use super::{InferenceFault, InferenceService, Message};
use crate::config::InferenceConfig;
use crate::error::{GeoMapError, Result};
use async_trait::async_trait;
use rand::Rng;
use reqwest::Client;
use serde::{Deserialize, Serialize};
use std::time::Duration;

/// Request structure for an OpenAI-compatible chat completions API
#[derive(Serialize)]
struct ChatRequest<'a> {
    model: &'a str,
    messages: &'a [Message],
    temperature: f32,
    max_tokens: u32,
    response_format: ResponseFormat,
}

#[derive(Serialize)]
struct ResponseFormat {
    #[serde(rename = "type")]
    kind: &'static str,
}

/// Response structure from the chat completions API
#[derive(Deserialize)]
struct ChatResponse {
    choices: Vec<Choice>,
}

#[derive(Deserialize)]
struct Choice {
    message: ChoiceMessage,
    #[serde(default)]
    finish_reason: Option<String>,
}

#[derive(Deserialize)]
struct ChoiceMessage {
    #[serde(default)]
    content: Option<String>,
}

#[derive(Deserialize)]
struct ErrorEnvelope {
    error: ErrorBody,
}

#[derive(Deserialize)]
struct ErrorBody {
    #[serde(default)]
    code: Option<String>,
    #[serde(default)]
    message: Option<String>,
}

/// Chat completions client for the vision-language model
///
/// Each call tries the candidate models in turn, starting from a random one.
/// Transient faults move on to the next candidate after a fixed delay;
/// permanent faults abandon the call.
pub struct ChatCompletionClient {
    client: Client,
    base_url: String,
    api_key: String,
    models: Vec<String>,
    max_tokens: u32,
    temperature: f32,
    retry_delay: Duration,
}

impl ChatCompletionClient {
    /// Create a new client from the inference configuration
    pub fn new(config: &InferenceConfig, api_key: String) -> Result<Self> {
        let client = Client::builder()
            .timeout(Duration::from_secs(config.timeout_secs))
            .build()
            .map_err(|e| GeoMapError::Config(format!("Failed to build HTTP client: {}", e)))?;

        let models: Vec<String> = config
            .models
            .iter()
            .map(|m| m.trim().to_string())
            .filter(|m| !m.is_empty())
            .collect();
        if models.is_empty() {
            return Err(GeoMapError::Config("No inference models configured".to_string()));
        }

        Ok(Self {
            client,
            base_url: config.base_url.trim_end_matches('/').to_string(),
            api_key,
            models,
            max_tokens: config.max_tokens,
            temperature: config.temperature,
            retry_delay: Duration::from_millis(config.retry_delay_ms),
        })
    }

    pub fn models(&self) -> &[String] {
        &self.models
    }

    /// Make a single API request against one model
    async fn request(
        &self,
        model: &str,
        messages: &[Message],
        structured: bool,
    ) -> std::result::Result<String, InferenceFault> {
        let request = ChatRequest {
            model,
            messages,
            temperature: self.temperature,
            max_tokens: self.max_tokens,
            response_format: ResponseFormat {
                kind: if structured { "json_object" } else { "text" },
            },
        };

        let response = self
            .client
            .post(format!("{}/chat/completions", self.base_url))
            .header("Authorization", format!("Bearer {}", self.api_key))
            .header("Content-Type", "application/json")
            .json(&request)
            .send()
            .await
            .map_err(classify_transport_error)?;

        let status = response.status();

        if !status.is_success() {
            let body = response
                .text()
                .await
                .unwrap_or_else(|_| "Unable to read error response".to_string());
            return Err(classify_status(status.as_u16(), &body));
        }

        let result: ChatResponse = response
            .json()
            .await
            .map_err(|e| InferenceFault::Malformed(format!("Failed to parse response: {}", e)))?;

        extract_answer(result)
    }
}

fn classify_transport_error(e: reqwest::Error) -> InferenceFault {
    if e.is_timeout() {
        InferenceFault::Timeout(e.to_string())
    } else if e.is_connect() || e.is_request() {
        InferenceFault::Connection(e.to_string())
    } else {
        InferenceFault::Malformed(e.to_string())
    }
}

/// Map a non-success HTTP status (and its error body) to a fault
fn classify_status(status: u16, body: &str) -> InferenceFault {
    let (code, message) = match serde_json::from_str::<ErrorEnvelope>(body) {
        Ok(envelope) => (
            envelope.error.code.unwrap_or_default(),
            envelope.error.message.unwrap_or_else(|| body.to_string()),
        ),
        Err(_) => (String::new(), body.to_string()),
    };

    match status {
        429 => InferenceFault::RateLimited(message),
        408 | 504 => InferenceFault::Timeout(message),
        400..=499 => match code.as_str() {
            "content_filter" => InferenceFault::ContentFiltered(message),
            "context_length_exceeded" => InferenceFault::ContextTooLong(message),
            _ => InferenceFault::BadRequest(format!("{} {}", status, message)),
        },
        _ => InferenceFault::Server {
            status,
            body: message,
        },
    }
}

fn extract_answer(response: ChatResponse) -> std::result::Result<String, InferenceFault> {
    let choice = response
        .choices
        .into_iter()
        .next()
        .ok_or_else(|| InferenceFault::Malformed("response has no choices".to_string()))?;

    if choice.finish_reason.as_deref() == Some("content_filter") {
        return Err(InferenceFault::ContentFiltered(
            "completion stopped by content filter".to_string(),
        ));
    }

    choice
        .message
        .content
        .ok_or_else(|| InferenceFault::Malformed("response has no content".to_string()))
}

#[async_trait]
impl InferenceService for ChatCompletionClient {
    async fn complete(&self, messages: &[Message], structured: bool) -> Option<String> {
        let start = std::time::Instant::now();
        let trials = self.models.len();
        let first = rand::thread_rng().gen_range(0..trials);

        for trial in 0..trials {
            let model = &self.models[(first + trial) % trials];
            match self.request(model, messages, structured).await {
                Ok(answer) => {
                    log::debug!(
                        "Inference call to {} took {:?} (attempt {})",
                        model,
                        start.elapsed(),
                        trial + 1
                    );
                    return Some(answer);
                }
                Err(fault) if fault.is_transient() => {
                    log::warn!("{} on {}. Retrying ({}/{})...", fault, model, trial + 1, trials);
                    if trial + 1 < trials {
                        tokio::time::sleep(self.retry_delay).await;
                    }
                }
                Err(fault) => {
                    log::warn!("{} on {}. Skipping...", fault, model);
                    return None;
                }
            }
        }

        None
    }
}

#[cfg(test)]
mod tests {
    use super::*;

    fn config(models: &[&str]) -> InferenceConfig {
        InferenceConfig {
            models: models.iter().map(|m| m.to_string()).collect(),
            base_url: "http://localhost:1/v1/".to_string(),
            ..InferenceConfig::default()
        }
    }

    #[test]
    fn test_client_new() {
        let client = ChatCompletionClient::new(&config(&["gpt-4o", " ", "qwen-vl"]), "k".into()).unwrap();
        assert_eq!(client.models(), &["gpt-4o".to_string(), "qwen-vl".to_string()]);
        assert_eq!(client.base_url, "http://localhost:1/v1");
    }

    #[test]
    fn test_client_requires_model() {
        assert!(ChatCompletionClient::new(&config(&[""]), "k".into()).is_err());
    }

    #[test]
    fn test_classify_status() {
        assert!(matches!(classify_status(429, "slow down"), InferenceFault::RateLimited(_)));
        assert!(matches!(
            classify_status(400, r#"{"error": {"code": "content_filter", "message": "blocked"}}"#),
            InferenceFault::ContentFiltered(_)
        ));
        assert!(matches!(
            classify_status(400, r#"{"error": {"code": "context_length_exceeded"}}"#),
            InferenceFault::ContextTooLong(_)
        ));
        assert!(matches!(classify_status(401, "nope"), InferenceFault::BadRequest(_)));
        assert!(matches!(classify_status(503, "down"), InferenceFault::Server { status: 503, .. }));
    }

    #[test]
    fn test_extract_answer() {
        let ok: ChatResponse = serde_json::from_str(
            r#"{"choices": [{"message": {"content": "{\"answer\": \"C\"}"}, "finish_reason": "stop"}]}"#,
        )
        .unwrap();
        assert_eq!(extract_answer(ok).unwrap(), r#"{"answer": "C"}"#);

        let filtered: ChatResponse = serde_json::from_str(
            r#"{"choices": [{"message": {"content": null}, "finish_reason": "content_filter"}]}"#,
        )
        .unwrap();
        assert!(matches!(extract_answer(filtered), Err(InferenceFault::ContentFiltered(_))));

        let empty: ChatResponse = serde_json::from_str(r#"{"choices": []}"#).unwrap();
        assert!(matches!(extract_answer(empty), Err(InferenceFault::Malformed(_))));
    }

    #[tokio::test]
    async fn test_unreachable_service_gives_no_answer() {
        let mut cfg = config(&["a", "b"]);
        cfg.retry_delay_ms = 1;
        cfg.timeout_secs = 2;
        let client = ChatCompletionClient::new(&cfg, "k".into()).unwrap();
        let answer = client.complete(&[Message::system("hi")], false).await;
        assert!(answer.is_none());
    }
}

· · · · · · ·

## What to do
Scan the data above for the word "super", then copy every line that holds it.

## Written answer
use super::{InferenceFault, InferenceService, Message};
    use super::*;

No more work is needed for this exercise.